Dataset records:

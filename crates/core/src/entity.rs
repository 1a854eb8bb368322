//! Entity trait: a record whose identity outlives changes to its state.
//!
//! An account keeps its number while its balance and lock flag move; stores
//! key entities by [`Entity::id`].

/// Entity marker + minimal interface.
pub trait Entity {
    /// Strongly-typed entity identifier (used as a map key and in log fields).
    type Id: Clone + Eq + core::hash::Hash + core::fmt::Debug + core::fmt::Display;

    /// Returns the entity identifier.
    fn id(&self) -> &Self::Id;

    /// Whether `other` is the same entity, regardless of its current state.
    fn same_identity(&self, other: &Self) -> bool
    where
        Self: Sized,
    {
        self.id() == other.id()
    }
}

How to complete this task: Give the number of lines in the data that include the string "state", please, and nothing else.

Completed exercise: 2